Weave Robotics has launched Isaac 1, a wheeled home robot priced at $7,999 or $449 per month that handles room tidying and laundry autonomously with remote human operator backup, with California deliveries beginning fall 2026 and a U.S. rollout through 2027.

By Rachel Whitman | Edited by Kseniia Klichova Published: Updated:
Weave Robotics Launches Isaac 1 Home Robot at $7,999, Targeting Daily Tidying and Laundry with Human Remote Backup
A wheeled home robot with a height-adjustable torso folding laundry and tidying a living room, operating autonomously with remote human operator support available when needed to complete tasks. Photo: Weave Robotics

Weave Robotics has launched Isaac 1, a wheeled mobile home robot designed to handle two household tasks daily: tidying rooms and completing laundry. The San Francisco startup is pricing Isaac 1 at $7,999 upfront or $449 per month after a refundable $250 deposit. California deliveries begin in fall 2026, with broader U.S. rollout through 2027.

Isaac 1 is Weave’s second product. The company’s first robot handled only laundry folding. Isaac 1 expands the task scope substantially while making a specific commercial bet: that home robots are ready to move from controlled demonstrations into daily residential use.

What Isaac 1 Does

The robot operates in two primary modes. Daily Reset handles room tidying – making beds, straightening pillows and blankets, and returning toys, shoes, and clutter to designated locations throughout the home. Laundry Flow covers the full laundry cycle: finding dirty clothes, emptying hampers, folding, and putting clothes away.

Isaac 1 rolls on wheels with a telescoping torso that collapses to three feet or extends past five-and-a-half feet, giving it reach across different furniture heights without requiring a fixed form factor. Battery life is eight hours with a two-hour charge time – sufficient for a full day of residential operation on a single charge.

The Human Backup Model

Isaac 1 is not presented as fully autonomous. Weave’s approach combines autonomous operation by default with remote human operator intervention available whenever the robot encounters a task it cannot complete independently. The system guarantees task completion rather than guaranteeing full autonomy – a design choice that prioritizes reliability over the autonomy claims that most home robotics companies have struggled to deliver consistently in real residential environments.

Privacy is described as a core design consideration. The robot includes physical cues that make clear when it is actively operating and when it is not – an acknowledgment that a robot with cameras moving through a home requires explicit user awareness mechanisms that go beyond software privacy settings.

Market Positioning

At $7,999, Isaac 1 sits between the $1,288 NORI L2 launched this week and the $14,700-targeted GigaAI SeeLight S1 planned for 2027 Chinese home trials. The monthly subscription option at $449 lowers the entry threshold for consumers unwilling to make a large upfront commitment, though over two years it represents a higher total cost than the purchase price.

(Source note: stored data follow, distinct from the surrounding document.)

//! Interactive grid encoding.
//!
//! Walks a [`GridView`] row by row, turns every sampled pixel into the
//! codepoint of its feature key, then gathers the attributes of every key
//! that was seen. The result is a [`UtfGrid`] ready to be serialized.
//!
//! Pixels whose id has no key are skipped without leaving a placeholder,
//! so rows are only as long as the number of resolvable samples in them.
//! Background pixels are recognised by [`BASE_ID`](crate::grid::BASE_ID)
//! alone, never by key text.

use crate::codepoint::{CodepointAllocator, MAX_KEYS};
use crate::grid::{GridView, ResolvedKey};
use crate::utfgrid::UtfGrid;
use thiserror::Error;

/// Default downsampling stride.
pub const DEFAULT_RESOLUTION: u32 = 4;

/// Error type for encoding failures
#[derive(Debug, Clone, PartialEq, Eq, Error)]
pub enum EncodeError {
    /// Resolution must be at least 1
    #[error("invalid resolution {0}, must be at least 1")]
    InvalidResolution(u32),
    /// More distinct keys than codepoints available
    #[error("too many distinct keys, limit is {limit}")]
    TooManyKeys { limit: usize },
}

/// Options controlling a single encode.
#[derive(Debug, Clone, Copy, PartialEq, Eq)]
pub struct EncodeOptions {
    /// Sampling stride applied to both axes
    pub resolution: u32,
    /// Maximum number of distinct keys, capped at [`MAX_KEYS`]
    pub max_keys: usize,
}

impl Default for EncodeOptions {
    fn default() -> Self {
        Self { resolution: DEFAULT_RESOLUTION, max_keys: MAX_KEYS }
    }
}

impl EncodeOptions {
    pub fn with_resolution(resolution: u32) -> Self {
        Self { resolution, ..Default::default() }
    }
}

/// Encode a grid snapshot into an interactive grid.
///
/// # Errors
///
/// * [`EncodeError::InvalidResolution`] if `options.resolution` is 0
/// * [`EncodeError::TooManyKeys`] if the grid holds more distinct keys than
///   `options.max_keys`
///
/// # Example
///
/// ```
/// use utfgrid::encoder::{encode, EncodeOptions};
/// use utfgrid::grid::{GridBuffer, BASE_ID};
/// use utfgrid::models::FeatureRecord;
///
/// let mut grid = GridBuffer::new(2, 1);
/// grid.add_field("name");
/// grid.insert_feature(1, "k1", FeatureRecord::new().with("name", "Alice"));
/// grid.set_row(0, &[1, BASE_ID]);
///
/// let encoded = encode(&grid.view(), &EncodeOptions::with_resolution(1)).unwrap();
/// assert_eq!(encoded.keys, vec!["k1", ""]);
/// assert_eq!(encoded.grid, vec![" !"]);
/// assert_eq!(
///     encoded.to_json().unwrap(),
///     r#"{"keys":["k1",""],"data":{"k1":{"name":"Alice"}},"grid":[" !"]}"#
/// );
/// ```
pub fn encode(view: &GridView<'_>, options: &EncodeOptions) -> Result<UtfGrid, EncodeError> {
    if options.resolution < 1 {
        return Err(EncodeError::InvalidResolution(options.resolution));
    }
    let step = options.resolution as usize;

    let mut allocator = CodepointAllocator::with_limit(options.max_keys);
    let rows = encode_rows(view, step, &mut allocator)?;

    let keys: Vec<String> = allocator.keys().iter().map(|key| key.as_str().to_string()).collect();
    let data = collect_attributes(view, allocator.keys());

    log::debug!(
        "encoded {}x{} grid at resolution {}: {} rows, {} keys, {} features",
        view.width(),
        view.height(),
        options.resolution,
        rows.len(),
        keys.len(),
        data.len()
    );

    Ok(UtfGrid { keys, data, grid: rows })
}

/// Encode the sampled rows, allocating codepoints as keys are first seen.
fn encode_rows<'a>(
    view: &GridView<'a>,
    step: usize,
    allocator: &mut CodepointAllocator<ResolvedKey<'a>>,
) -> Result<Vec<String>, EncodeError> {
    if view.width() == 0 {
        return Ok(Vec::new());
    }
    let mut rows = Vec::with_capacity(view.height().div_ceil(step));

    for y in (0..view.height()).step_by(step) {
        let ids = view.row(y);
        let mut row = String::with_capacity(view.width().div_ceil(step));
        for &id in ids.iter().step_by(step) {
            let Some(key) = view.resolve_key(id) else {
                continue;
            };
            let cp = allocator.allocate(key).map_err(|e| {
                log::warn!("grid exceeds {} distinct keys at row {}", e.limit, y);
                EncodeError::TooManyKeys { limit: e.limit }
            })?;
            row.push(cp);
        }
        rows.push(row);
    }

    Ok(rows)
}

/// Build the `data` table: one attribute object per feature key that has a
/// feature record, in allocation order. The background never gets one.
fn collect_attributes(
    view: &GridView<'_>,
    keys: &[ResolvedKey<'_>],
) -> serde_json::Map<String, serde_json::Value> {
    let mut data = serde_json::Map::new();

    for key in keys {
        let ResolvedKey::Feature(key) = *key else {
            continue;
        };
        let Some(feature) = view.feature(key) else {
            continue;
        };

        let mut object = serde_json::Map::new();
        for field in view.fields() {
            let Some(value) = feature.get(field) else {
                continue;
            };
            match value.to_json() {
                Some(json) => {
                    object.insert(field.clone(), json);
                }
                None if !value.is_null() => {
                    log::debug!("dropping non-finite value of field '{}' on '{}'", field, key);
                }
                None => {}
            }
        }
        data.insert(key.to_string(), serde_json::Value::Object(object));
    }

    data
}

/// Encode a grid and serialize it to compact JSON.
///
/// Returns `None` when there is no grid, when `resolution` is 0, when the
/// grid has too many distinct keys, or if serialization fails. Unresolvable
/// pixels are not an error.
pub fn grid_to_json(grid: Option<&GridView<'_>>, resolution: u32) -> Option<String> {
    let view = grid?;
    let encoded = match encode(view, &EncodeOptions::with_resolution(resolution)) {
        Ok(encoded) => encoded,
        Err(e) => {
            log::warn!("grid encoding failed: {}", e);
            return None;
        }
    };
    match encoded.to_json() {
        Ok(json) => Some(json),
        Err(e) => {
            log::warn!("grid serialization failed: {}", e);
            None
        }
    }
}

The human remote backup model Isaac 1 uses is similar in structure to the approach Weave competitor 1X Technologies employs with its NEO platform – combining autonomous operation with human oversight to close the reliability gap that pure autonomy has not yet bridged in domestic environments. Whether the $7,999 price point and California-first rollout represent a sustainable consumer market entry will depend on conversion rates from the deposit pool and the retention of customers through the first months of daily residential operation.